Since the Government is throwing such vast sums into some impenetrable black hole it is clear to everyone outside the UK that as a nation we are well on our way to bankruptcy meaning that whatever money is circulating in the world's financial markets will be giving us as wide a berth as possible, compounding our problems.

£85bn should have been more than enough to fend off the worst of the recession and protect our economy for the long term. But money should have been sent to those who would spend it in a form that obliged them to do so. Businesses are saved by having customers, not by endless state handouts.

So £85bn has been spent destroying the remnants of our economy. And now Gordon and Alistair are supposedly planning to spend more. Where on earth do they think it's going to come from and why do they suppose that they'll be any more successful than they've managed this far?

Tuesday, 27 January 2009

Those minutes

I'm not going to hold my breath.

Jack Straw again

I'm afraid Jack has scarcely paused for breath after scrabbling around in the dirt hoping to find Cardinal Newman's earthly remains (not that it did him any good). Now it's the Coroners and Justice Bill, presently being debated by Parliament.

Jack Straw is of course the Justice Secretary, whatever that means. Jack's notions of justice are not what you and I think of as justice though. More important to Jack that the Government be spared public embarrassment than that the families of soldiers killed in Iraq or Afghanistan get justice. More important that the Government be spared public embarrassment on anything come to that. More important that MPs be spared embarrassment. He tried again a couple of weeks ago.

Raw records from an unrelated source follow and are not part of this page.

#[derive(Deserialize)]
struct LoggedModelsResponse {
    #[serde(default)]
    models: Vec<LoggedModelEnvelope>,
    #[serde(default)]
    next_page_token: Option<String>,
}

#[derive(Serialize)]
struct CreateModelVersionBody<'a> {
    name: &'a str,
    source: &'a str,
    #[serde(skip_serializing_if = "Option::is_none")]
    run_id: Option<&'a str>,
    #[serde(skip_serializing_if = "Option::is_none")]
    model_id: Option<&'a str>,
    #[serde(skip_serializing_if = "Option::is_none")]
    description: Option<&'a str>,
    #[serde(skip_serializing_if = "Vec::is_empty")]
    tags: Vec<Tag>,
}

/// Entry of the `mlflow.linkedPrompts` tag
#[derive(Debug, Clone, PartialEq, Eq, Serialize, Deserialize)]
struct PromptLink {
    name: String,
    version: String,
}

// ============================================================================
// Client
// ============================================================================

/// Registry client over the REST API
#[derive(Debug)]
pub struct RestRegistryClient {
    http: HttpClient,
}

impl RestRegistryClient {
    /// Wrap an HTTP client whose base URL is the registry server
    pub fn new(http: HttpClient) -> Self {
        Self { http }
    }

    /// Build a client for the registry URI in `settings`
    pub fn from_settings(settings: &Settings) -> Result<Self> {
        let uri = settings.registry_uri();
        let url = Url::parse(uri)
            .ok()
            .filter(|url| matches!(url.scheme(), "http" | "https"))
            .ok_or_else(|| {
                Error::unsupported(format!(
                    "Registry URI '{uri}' is not an HTTP(S) registry server"
                ))
            })?;

        let http = HttpClient::with_config(settings.http_client_config(url.as_str()))?;
        Ok(Self::new(http))
    }

    async fn call<T: DeserializeOwned>(
        &self,
        method: Method,
        path: &str,
        config: RequestConfig,
    ) -> Result<T> {
        let url = format!("{API_PREFIX}/{path}");
        self.http
            .request_json(method, &url, &config)
            .await
            .map_err(api_error)
    }

    async fn get<T: DeserializeOwned>(&self, path: &str, config: RequestConfig) -> Result<T> {
        self.call(Method::GET, path, config).await
    }

    async fn post<T: DeserializeOwned>(&self, path: &str, body: Value) -> Result<T> {
        self.call(Method::POST, path, RequestConfig::new().json(body))
            .await
    }

    async fn latest_version(&self, name: &str) -> Result<ModelVersion> {
        let response: ModelVersionsResponse = self
            .post(
                "registered-models/get-latest-versions",
                json!({ "name": name }),
            )
            .await?;

        response
            .model_versions
            .into_iter()
            .max_by_key(|mv| mv.version.parse::<u64>().unwrap_or(0))
            .ok_or_else(|| Error::not_found(format!("Prompt '{name}' has no versions")))
    }
}

/// Turn an error body `{error_code, message}` into a typed registry error
fn api_error(err: Error) -> Error {
    match err {
        Error::HttpStatus { status, body } => match serde_json::from_str::<ApiError>(&body) {
            Ok(api) => Error::registry(ErrorCode::parse(&api.error_code), api.message),
            Err(_) => Error::HttpStatus { status, body },
        },
        other => other,
    }
}

fn search_config(filter: Option<String>, order_by: &[String], page: &PageRequest) -> RequestConfig {
    let mut config = RequestConfig::new()
        .query("max_results", page.max_results.to_string())
        .query_opt("filter", filter)
        .query_opt("page_token", page.page_token.clone());
    for column in order_by {
        config = config.query("order_by", column.as_str());
    }
    config
}

fn prompt_filter(filter: Option<&str>) -> String {
    match filter.map(str::trim) {
        Some(extra) if !extra.is_empty() => format!("{PROMPT_FILTER} AND {extra}"),
        _ => PROMPT_FILTER.to_string(),
    }
}

fn prompt_version_from(mv: ModelVersion) -> Result<PromptVersion> {
    let mut tags = mv.tags;
    let template = tags.remove(PROMPT_TEXT_TAG).ok_or_else(|| {
        Error::not_found(format!(
            "Model '{}' version {} is not a prompt",
            mv.name, mv.version
        ))
    })?;
    tags.remove(IS_PROMPT_TAG);

    let version = mv.version.parse::<u64>().map_err(|_| {
        Error::registry(
            ErrorCode::InvalidState,
            format!("Prompt '{}' has non-numeric version '{}'", mv.name, mv.version),
        )
    })?;

    Ok(PromptVersion {
        name: mv.name,
        version,
        template,
        commit_message: mv.description,
        creation_timestamp: mv.creation_timestamp,
        tags,
        aliases: mv.aliases,
    })
}

fn prompt_from(model: RegisteredModel) -> Prompt {
    let mut tags = model.tags;
    tags.remove(IS_PROMPT_TAG);
    Prompt {
        name: model.name,
        description: model.description,
        creation_timestamp: model.creation_timestamp,
        tags,
    }
}

/// Add `link` to a serialized link list; `None` when it is already there
fn merge_links(existing: Option<&String>, link: PromptLink) -> Result<Option<String>> {
    let mut links: Vec<PromptLink> = match existing {
        Some(raw) if !raw.trim().is_empty() => serde_json::from_str(raw)?,
        _ => Vec::new(),
    };
    if links.contains(&link) {
        return Ok(None);
    }
    links.push(link);
    Ok(Some(serde_json::to_string(&links)?))
}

But there are bits that have been included in with the Justice & Coroners Bill that are not even directly relevant to justice. Data sharing has nothing whatever to do with justice nor for that matter with coroners, so Jack has included clauses that allows the Government to share our personal data with anyone it feels like. In his role as Justice Secretary Jack has responsibility for Freedom of Information; I think he takes this to mean that the Government should be free to do whatever it likes with information about us (unlike us even getting information about them).

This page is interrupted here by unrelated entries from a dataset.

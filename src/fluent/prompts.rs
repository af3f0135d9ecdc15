//! Prompt registry operations

use super::{Registry, SEARCH_PROMPTS_MAX_RESULTS_DEFAULT};
use crate::cache::PromptCacheKey;
use crate::client::RegisterPrompt;
use crate::error::{Error, Result};
use crate::linker::{link_async, LinkTask};
use crate::pagination::{aggregate, PageRequest};
use crate::types::{Prompt, PromptVersion, StringMap};
use crate::uri::{is_alias_reference, is_legacy_workspace_registry, parse_prompt_name_or_uri};
use std::sync::Arc;
use tracing::{debug, info};

/// Options of `Registry::load_prompt`
#[derive(Debug, Clone, PartialEq, Eq)]
pub struct LoadPromptOptions {
    /// Version to load; required with a bare name, forbidden with a URI
    pub version: Option<u64>,
    /// Return `None` instead of an error when the prompt does not exist
    pub allow_missing: bool,
    /// Link the prompt to `model_id`, or to the active model
    pub link_to_model: bool,
    pub model_id: Option<String>,
}

impl Default for LoadPromptOptions {
    fn default() -> Self {
        Self {
            version: None,
            allow_missing: false,
            link_to_model: true,
            model_id: None,
        }
    }
}

impl LoadPromptOptions {
    pub fn new() -> Self {
        Self::default()
    }

    #[must_use]
    pub fn version(mut self, version: u64) -> Self {
        self.version = Some(version);
        self
    }

    #[must_use]
    pub fn allow_missing(mut self, allow: bool) -> Self {
        self.allow_missing = allow;
        self
    }

    #[must_use]
    pub fn link_to_model(mut self, link: bool) -> Self {
        self.link_to_model = link;
        self
    }

    #[must_use]
    pub fn model_id(mut self, model_id: impl Into<String>) -> Self {
        self.model_id = Some(model_id.into());
        self
    }
}

impl Registry {
    /// Reject registries that have no prompt support
    fn require_prompt_registry(&self) -> Result<()> {
        let uri = self.settings.registry_uri();
        if is_legacy_workspace_registry(uri) {
            return Err(Error::unsupported(format!(
                "The '{uri}' model registry does not support prompts. \
                 Use a Unity Catalog or tracking server registry instead."
            )));
        }
        Ok(())
    }

    /// Register a new version of prompt `name`, creating the prompt if needed
    pub async fn register_prompt(
        &self,
        name: &str,
        template: &str,
        commit_message: Option<&str>,
        tags: StringMap,
    ) -> Result<PromptVersion> {
        self.require_prompt_registry()?;

        let prompt = self
            .client
            .register_prompt(&RegisterPrompt {
                name: name.to_string(),
                template: template.to_string(),
                commit_message: commit_message.map(str::to_string),
                tags,
            })
            .await?;
        info!("Registered version {} of prompt '{}'", prompt.version, prompt.name);
        Ok(prompt)
    }

    /// Prompts matching `filter`, across as many pages as needed
    pub async fn search_prompts(
        &self,
        filter: Option<&str>,
        max_results: Option<usize>,
    ) -> Result<Vec<Prompt>> {
        self.require_prompt_registry()?;

        let client = self.client.as_ref();
        let page = aggregate(
            move |count, token| client.search_prompts(filter, PageRequest::new(count, token)),
            SEARCH_PROMPTS_MAX_RESULTS_DEFAULT,
            max_results,
        )
        .await?;
        Ok(page.into_items())
    }

    /// Load a prompt by `prompts:/` URI, or by name plus `options.version`.
    ///
    /// Loads by alias always hit the registry; anything else is memoized.
    /// A loaded prompt is linked to the active run (synchronously), to the
    /// target model (in the background) and to the active trace.
    pub async fn load_prompt(
        &self,
        name_or_uri: &str,
        options: LoadPromptOptions,
    ) -> Result<Option<PromptVersion>> {
        self.require_prompt_registry()?;

        let loaded = if is_alias_reference(name_or_uri) {
            self.load_prompt_uncached(name_or_uri, options.version, options.allow_missing)
                .await?
        } else {
            match self
                .load_prompt_cached(name_or_uri, options.version, options.allow_missing)
                .await?
            {
                Some(prompt) => Some(prompt),
                // The prompt may have been registered since the miss was cached
                None => {
                    self.load_prompt_uncached(name_or_uri, options.version, options.allow_missing)
                        .await?
                }
            }
        };

        let Some(prompt) = loaded else {
            return Ok(None);
        };

        if let Some(run_id) = self.context.active_run_id() {
            self.client
                .link_prompt_version_to_run(&run_id, &prompt.uri())
                .await?;
        }

        if options.link_to_model {
            if let Some(model_id) = options.model_id.or_else(|| self.context.active_model_id()) {
                self.link_prompt_to_model(&prompt, model_id);
            }
        }

        if let Some(trace_id) = self.context.active_trace_id() {
            if let Some(recorder) = self.context.trace_recorder() {
                recorder.register_prompt(&trace_id, &prompt);
            }
        }

        Ok(Some(prompt))
    }

    async fn load_prompt_cached(
        &self,
        name_or_uri: &str,
        version: Option<u64>,
        allow_missing: bool,
    ) -> Result<Option<PromptVersion>> {
        let key = PromptCacheKey::new(name_or_uri, version, allow_missing);
        self.prompt_cache
            .get_or_try_load(key, || {
                self.load_prompt_uncached(name_or_uri, version, allow_missing)
            })
            .await
    }

    async fn load_prompt_uncached(
        &self,
        name_or_uri: &str,
        version: Option<u64>,
        allow_missing: bool,
    ) -> Result<Option<PromptVersion>> {
        let prompt = parse_prompt_name_or_uri(name_or_uri, version)?;
        debug!("Loading prompt {prompt}");
        self.client.load_prompt(&prompt, allow_missing).await
    }

    fn link_prompt_to_model(&self, prompt: &PromptVersion, model_id: String) {
        let task = LinkTask::new(
            "link_prompt",
            format!(
                "prompt '{}' version {} to model '{model_id}'",
                prompt.name, prompt.version
            ),
        );
        let client = Arc::clone(&self.client);
        let name = prompt.name.clone();
        let version = prompt.version;

        link_async(task, async move {
            client
                .link_prompt_version_to_model(&name, version, &model_id)
                .await
        });
    }

    pub async fn set_prompt_alias(&self, name: &str, alias: &str, version: u64) -> Result<()> {
        self.require_prompt_registry()?;
        self.client.set_prompt_alias(name, alias, version).await
    }

    pub async fn delete_prompt_alias(&self, name: &str, alias: &str) -> Result<()> {
        self.require_prompt_registry()?;
        self.client.delete_prompt_alias(name, alias).await
    }
}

I'd like to pick up on one of Jack's other ideas. Ministers who misled Parliament obout the existence of Weapons of Mass Destruction. Make them wear orange bibs emblazoned with 'I LIED ABOUT IRAQ'. That'd be some sort of justice at least.

Saturday, 24 January 2009

Barcelona and the Holocaust

Barcelona has cancelled Holocaust Remembrance Day ceremonies in response to the current situation in Gaza. However terrible some people think Israel's current conduct, it in no way alters the horror of what happened in Nazi Germany where 11 million people died, and Barcelona's decision is an appalling insult to their memory.

The BBC and the aid appeal for Gaza

It is almost beyond comprehension, the BBC's decision not to air an appeal an emergency appeal for Gaza on behalf of our Disaster Emergencies Committee. Almost but not quite since the BBC is indulging in one of those periods of navel-gazing that inevitably follows any crisis such as the recent (fully justified) furore over Jonathan Ross and Russell Brand. So that's what we get this week, the return of JR on his obscene salary and the refusal to help the citizens of Gaza where £6m would prove of a lot more use.

Thankfully, our other broadcasters have now decided to take a different line.

The ceasefire in Gaza

How quickly the news agenda moves on: Gaza already gone from the headlines and Zimbabwe (where things continue to worsen) all but forgotten.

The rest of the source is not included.